» TO DO
The response should be exactly the number of lines in the material below that contain the word "Option".
━━━━━ DATA SECTION
//! Capability - 부작용 카테고리 하나를 여는 권한 이름
//!
//! 문자열 표현은 정확히 일치해야 하며 와일드카드 의미는 없다.

use serde::{Deserialize, Serialize};
use std::fmt;
use std::str::FromStr;

/// 고정된 권한 집합
#[derive(Debug, Clone, Copy, PartialEq, Eq, Hash, PartialOrd, Ord, Serialize, Deserialize)]
pub enum Capability {
    #[serde(rename = "read:file")]
    ReadFile,
    #[serde(rename = "write:file")]
    WriteFile,
    #[serde(rename = "delete:file")]
    DeleteFile,
    #[serde(rename = "execute:command")]
    ExecuteCommand,
    #[serde(rename = "network:outbound")]
    NetworkOutbound,
}

impl Capability {
    pub const ALL: [Capability; 5] = [
        Capability::ReadFile,
        Capability::WriteFile,
        Capability::DeleteFile,
        Capability::ExecuteCommand,
        Capability::NetworkOutbound,
    ];

    pub fn as_str(&self) -> &'static str {
        match self {
            Capability::ReadFile => "read:file",
            Capability::WriteFile => "write:file",
            Capability::DeleteFile => "delete:file",
            Capability::ExecuteCommand => "execute:command",
            Capability::NetworkOutbound => "network:outbound",
        }
    }
}

impl fmt::Display for Capability {
    fn fmt(&self, f: &mut fmt::Formatter<'_>) -> fmt::Result {
        f.write_str(self.as_str())
    }
}

impl FromStr for Capability {
    type Err = crate::Error;

    fn from_str(s: &str) -> Result<Self, Self::Err> {
        Self::ALL
            .into_iter()
            .find(|c| c.as_str() == s)
            .ok_or_else(|| crate::Error::InvalidInput(format!("Unknown capability: {}", s)))
    }
}
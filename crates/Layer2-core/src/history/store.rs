//! Version Store - 스냅샷 저장소
//!
//! ## 저장 구조
//!
//! ```text
//! <root>/
//!   20250101T120000.000001_000001_admin/
//!     content      # 원본 bytes
//!     meta.json    # VersionRecord
//! ```
//!
//! 버전 디렉토리는 배타적으로 생성되고, 한 번 쓰인 뒤에는 바뀌지 않는다.

use super::lock::PathLocks;
use super::types::{VersionDiff, VersionRecord};
use chrono::Utc;
use similar::{ChangeTag, TextDiff};
use std::io::ErrorKind as IoErrorKind;
use std::path::{Path, PathBuf};
use std::sync::atomic::{AtomicU64, Ordering};
use tokio::fs;
use tokio::sync::OwnedMutexGuard;
use toolgate_foundation::{Error, HistoryConfig, Result};
use tracing::{debug, info, warn};

const CONTENT_FILE: &str = "content";
const META_FILE: &str = "meta.json";

/// 프로세스 전역 스냅샷 순번
static SEQUENCE: AtomicU64 = AtomicU64::new(0);

/// 배타 생성 재시도 한도
const MAX_CREATE_ATTEMPTS: usize = 64;

/// rollback 직전 스냅샷의 principal
const ROLLBACK_PRINCIPAL: &str = "rollback";

/// 파일 스냅샷 저장소
///
/// ## 사용법
///
/// ```ignore
/// let store = VersionStore::new(history_dir);
/// let _guard = store.lock_path(&path).await;
/// let id = store.snapshot(&path, &old_bytes, "admin", "before edit").await?;
/// store.rollback(&id, &path).await?;
/// ```
#[derive(Debug)]
pub struct VersionStore {
    root: PathBuf,
    locks: PathLocks,
}

impl VersionStore {
    pub fn new(root: impl Into<PathBuf>) -> Self {
        Self {
            root: root.into(),
            locks: PathLocks::new(),
        }
    }

    pub fn from_config(config: &HistoryConfig) -> Self {
        Self::new(config.resolved_dir())
    }

    pub fn root(&self) -> &Path {
        &self.root
    }

    /// 경로별 잠금
    pub async fn lock_path(&self, path: &Path) -> OwnedMutexGuard<()> {
        self.locks.lock(path).await
    }

    // ========================================================================
    // Snapshot
    // ========================================================================

    /// 스냅샷 저장 후 version_id 반환
    pub async fn snapshot(
        &self,
        file_path: &Path,
        content: &[u8],
        principal: &str,
        message: &str,
    ) -> Result<String> {
        fs::create_dir_all(&self.root).await?;

        let slug = principal_slug(principal);
        let (version_id, dir) = self.create_version_dir(&slug).await?;

        let content_ref = dir.join(CONTENT_FILE);
        fs::write(&content_ref, content).await?;

        let record = VersionRecord {
            version_id: version_id.clone(),
            file_path: file_path.to_path_buf(),
            principal: principal.to_string(),
            message: message.to_string(),
            created_at: Utc::now(),
            size: content.len() as u64,
            content_ref,
        };

        // meta.json이 보이면 스냅샷이 완성된 것
        let meta = serde_json::to_vec_pretty(&record)?;
        let tmp = dir.join(".meta.json.tmp");
        fs::write(&tmp, meta).await?;
        fs::rename(&tmp, dir.join(META_FILE)).await?;

        info!(
            version_id = %version_id,
            file = %file_path.display(),
            principal = %principal,
            size = record.size,
            "Snapshot created"
        );

        Ok(version_id)
    }

    async fn create_version_dir(&self, slug: &str) -> Result<(String, PathBuf)> {
        for _ in 0..MAX_CREATE_ATTEMPTS {
            let seq = SEQUENCE.fetch_add(1, Ordering::SeqCst) + 1;
            let version_id = format!(
                "{}_{:06}_{}",
                Utc::now().format("%Y%m%dT%H%M%S%.6f"),
                seq,
                slug
            );
            let dir = self.root.join(&version_id);

            match fs::create_dir(&dir).await {
                Ok(()) => return Ok((version_id, dir)),
                Err(e) if e.kind() == IoErrorKind::AlreadyExists => {
                    debug!(version_id = %version_id, "Version id collision, retrying");
                }
                Err(e) => return Err(e.into()),
            }
        }

        Err(Error::Storage(
            "Could not allocate a unique version id".to_string(),
        ))
    }

    // ========================================================================
    // Query
    // ========================================================================

    /// 버전 메타데이터 조회
    pub async fn get(&self, version_id: &str) -> Option<VersionRecord> {
        if !is_valid_version_id(version_id) {
            return None;
        }
        self.read_record(&self.root.join(version_id)).await
    }

    /// 저장된 내용
    pub async fn read_content(&self, version_id: &str) -> Option<Vec<u8>> {
        let record = self.get(version_id).await?;
        fs::read(&record.content_ref).await.ok()
    }

    async fn read_record(&self, dir: &Path) -> Option<VersionRecord> {
        let bytes = fs::read(dir.join(META_FILE)).await.ok()?;
        match serde_json::from_slice::<VersionRecord>(&bytes) {
            Ok(mut record) => {
                record.content_ref = dir.join(CONTENT_FILE);
                Some(record)
            }
            Err(e) => {
                warn!(dir = %dir.display(), error = %e, "Malformed version metadata");
                None
            }
        }
    }

    /// 버전 목록 (최신순, `limit == 0`이면 전체)
    pub async fn list_versions(
        &self,
        file_path: Option<&Path>,
        limit: usize,
    ) -> Result<Vec<VersionRecord>> {
        let mut entries = match fs::read_dir(&self.root).await {
            Ok(entries) => entries,
            Err(e) if e.kind() == IoErrorKind::NotFound => return Ok(Vec::new()),
            Err(e) => return Err(e.into()),
        };

        let mut records = Vec::new();
        while let Some(entry) = entries.next_entry().await? {
            if !entry.file_type().await?.is_dir() {
                continue;
            }
            if let Some(record) = self.read_record(&entry.path()).await {
                if file_path.map_or(true, |p| record.file_path == p) {
                    records.push(record);
                }
            }
        }

        records.sort_by(|a, b| {
            b.created_at
                .cmp(&a.created_at)
                .then_with(|| b.version_id.cmp(&a.version_id))
        });
        if limit > 0 {
            records.truncate(limit);
        }
        Ok(records)
    }

    // ========================================================================
    // Rollback / Diff
    // ========================================================================

    /// 스냅샷 내용으로 대상 파일 복원
    ///
    /// 스냅샷이나 메타데이터가 없으면 `Ok(false)`.
    /// 대상 경로 잠금을 잡은 채로 현재 내용을 먼저 스냅샷하므로 rollback도 되돌릴 수 있다.
    pub async fn rollback(&self, version_id: &str, target: &Path) -> Result<bool> {
        let Some(record) = self.get(version_id).await else {
            return Ok(false);
        };
        let content = match fs::read(&record.content_ref).await {
            Ok(content) => content,
            Err(e) if e.kind() == IoErrorKind::NotFound => return Ok(false),
            Err(e) => return Err(e.into()),
        };

        let _guard = self.locks.lock(target).await;

        match fs::read(target).await {
            Ok(current) => {
                let message = format!("Before rollback to {}", version_id);
                self.snapshot(target, &current, ROLLBACK_PRINCIPAL, &message)
                    .await?;
            }
            Err(e) if e.kind() == IoErrorKind::NotFound => {}
            Err(e) => return Err(e.into()),
        }

        let parent = match target.parent() {
            Some(parent) if !parent.as_os_str().is_empty() => parent.to_path_buf(),
            _ => PathBuf::from("."),
        };
        fs::create_dir_all(&parent).await?;

        let file_name = target
            .file_name()
            .ok_or_else(|| Error::InvalidInput(format!("Invalid target: {}", target.display())))?
            .to_string_lossy();
        let tmp = parent.join(format!(
            ".{}.{}.rollback.tmp",
            file_name,
            SEQUENCE.fetch_add(1, Ordering::SeqCst)
        ));

        fs::write(&tmp, &content).await?;
        if let Err(e) = fs::rename(&tmp, target).await {
            let _ = fs::remove_file(&tmp).await;
            return Err(e.into());
        }

        info!(version_id = %version_id, target = %target.display(), "Rolled back");
        Ok(true)
    }

    /// 두 버전 비교 (없는 버전은 빈 내용)
    pub async fn diff(&self, version_a: &str, version_b: &str) -> VersionDiff {
        let old = self.read_content(version_a).await.unwrap_or_default();
        let new = self.read_content(version_b).await.unwrap_or_default();
        let old = String::from_utf8_lossy(&old);
        let new = String::from_utf8_lossy(&new);

        let text_diff = TextDiff::from_lines(old.as_ref(), new.as_ref());
        let has_changes = text_diff
            .iter_all_changes()
            .any(|change| change.tag() != ChangeTag::Equal);
        let diff = text_diff
            .unified_diff()
            .context_radius(3)
            .header(version_a, version_b)
            .to_string();

        VersionDiff {
            from: version_a.to_string(),
            to: version_b.to_string(),
            diff,
            has_changes,
        }
    }
}

/// 파일시스템에 안전한 principal 표현
fn principal_slug(principal: &str) -> String {
    let slug: String = principal
        .chars()
        .take(64)
        .map(|c| {
            if c.is_ascii_alphanumeric() || c == '-' || c == '_' {
                c
            } else {
                '_'
            }
        })
        .collect();
    if slug.is_empty() {
        "anonymous".to_string()
    } else {
        slug
    }
}

/// 저장소 밖을 가리킬 수 없는 id인지 확인
fn is_valid_version_id(id: &str) -> bool {
    !id.is_empty()
        && !id.starts_with('.')
        && !id.contains(['/', '\\'])
        && !id.contains("..")
}

#[cfg(test)]
mod tests {
    use super::*;
    use tempfile::TempDir;

    fn store(dir: &TempDir) -> VersionStore {
        VersionStore::new(dir.path().join("history"))
    }

    #[tokio::test]
    async fn test_snapshot_and_get() {
        let dir = TempDir::new().unwrap();
        let store = store(&dir);
        let file = dir.path().join("a.txt");

        let id = store.snapshot(&file, b"hello", "admin", "first").await.unwrap();
        assert!(id.ends_with("_admin"));

        let record = store.get(&id).await.unwrap();
        assert_eq!(record.file_path, file);
        assert_eq!(record.size, 5);
        assert_eq!(record.message, "first");
        assert_eq!(store.read_content(&id).await.unwrap(), b"hello");
    }

    #[tokio::test]
    async fn test_identical_snapshots_are_distinct() {
        let dir = TempDir::new().unwrap();
        let store = store(&dir);
        let file = dir.path().join("a.txt");

        let a = store.snapshot(&file, b"same", "user", "").await.unwrap();
        let b = store.snapshot(&file, b"same", "user", "").await.unwrap();
        assert_ne!(a, b);

        let versions = store.list_versions(Some(file.as_path()), 0).await.unwrap();
        assert_eq!(versions.len(), 2);
        assert_eq!(versions[0].version_id, b);
    }

    #[tokio::test]
    async fn test_list_filters_and_limits() {
        let dir = TempDir::new().unwrap();
        let store = store(&dir);
        let a = dir.path().join("a.txt");
        let b = dir.path().join("b.txt");

        store.snapshot(&a, b"1", "p", "").await.unwrap();
        store.snapshot(&b, b"2", "p", "").await.unwrap();
        store.snapshot(&a, b"3", "p", "").await.unwrap();

        assert_eq!(store.list_versions(None, 0).await.unwrap().len(), 3);
        assert_eq!(store.list_versions(Some(a.as_path()), 0).await.unwrap().len(), 2);
        assert_eq!(store.list_versions(None, 1).await.unwrap().len(), 1);
    }

    #[tokio::test]
    async fn test_list_empty_store() {
        let dir = TempDir::new().unwrap();
        assert!(store(&dir).list_versions(None, 10).await.unwrap().is_empty());
    }

    #[tokio::test]
    async fn test_rollback() {
        let dir = TempDir::new().unwrap();
        let store = store(&dir);
        let file = dir.path().join("nested").join("a.txt");

        let id = store.snapshot(&file, b"original", "admin", "").await.unwrap();
        assert!(store.rollback(&id, &file).await.unwrap());
        assert_eq!(std::fs::read(&file).unwrap(), b"original");

        assert!(!store.rollback("missing", &file).await.unwrap());
        assert!(!store.rollback("../escape", &file).await.unwrap());
    }

    #[tokio::test]
    async fn test_rollback_snapshots_current_content() {
        let dir = TempDir::new().unwrap();
        let store = store(&dir);
        let file = dir.path().join("a.txt");

        let id = store.snapshot(&file, b"original", "admin", "").await.unwrap();
        std::fs::write(&file, b"current").unwrap();
        assert!(store.rollback(&id, &file).await.unwrap());
        assert_eq!(std::fs::read(&file).unwrap(), b"original");

        let versions = store.list_versions(Some(file.as_path()), 0).await.unwrap();
        assert_eq!(versions.len(), 2);
        assert_eq!(versions[0].principal, ROLLBACK_PRINCIPAL);
        let undo = versions[0].version_id.clone();
        assert_eq!(store.read_content(&undo).await.unwrap(), b"current");

        // rollback 자체도 되돌릴 수 있음
        assert!(store.rollback(&undo, &file).await.unwrap());
        assert_eq!(std::fs::read(&file).unwrap(), b"current");
    }

    #[tokio::test]
    async fn test_rollback_waits_for_path_lock() {
        let dir = TempDir::new().unwrap();
        let store = std::sync::Arc::new(store(&dir));
        let file = dir.path().join("a.txt");
        std::fs::write(&file, b"current").unwrap();
        let id = store.snapshot(&file, b"original", "admin", "").await.unwrap();

        let guard = store.lock_path(&file).await;
        let task = {
            let store = std::sync::Arc::clone(&store);
            let file = file.clone();
            tokio::spawn(async move { store.rollback(&id, &file).await })
        };

        tokio::time::sleep(std::time::Duration::from_millis(100)).await;
        assert_eq!(std::fs::read(&file).unwrap(), b"current");
        assert!(!task.is_finished());

        drop(guard);
        assert!(task.await.unwrap().unwrap());
        assert_eq!(std::fs::read(&file).unwrap(), b"original");
    }

    #[tokio::test]
    async fn test_diff() {
        let dir = TempDir::new().unwrap();
        let store = store(&dir);
        let file = dir.path().join("a.txt");

        let a = store.snapshot(&file, b"one\ntwo\n", "p", "").await.unwrap();
        let b = store.snapshot(&file, b"one\nthree\n", "p", "").await.unwrap();

        let diff = store.diff(&a, &b).await;
        assert!(diff.has_changes);
        assert!(diff.diff.contains("-two"));
        assert!(diff.diff.contains("+three"));

        let same = store.diff(&a, &a).await;
        assert!(!same.has_changes);

        // 없는 버전은 빈 내용
        let from_nothing = store.diff("missing", &a).await;
        assert!(from_nothing.has_changes);
        assert!(from_nothing.diff.contains("+one"));
    }

    #[test]
    fn test_principal_slug() {
        assert_eq!(principal_slug("admin"), "admin");
        assert_eq!(principal_slug("a/b c"), "a_b_c");
        assert_eq!(principal_slug(""), "anonymous");
    }
}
━━━━━━━━━━
» WRITTEN RESPONSE
4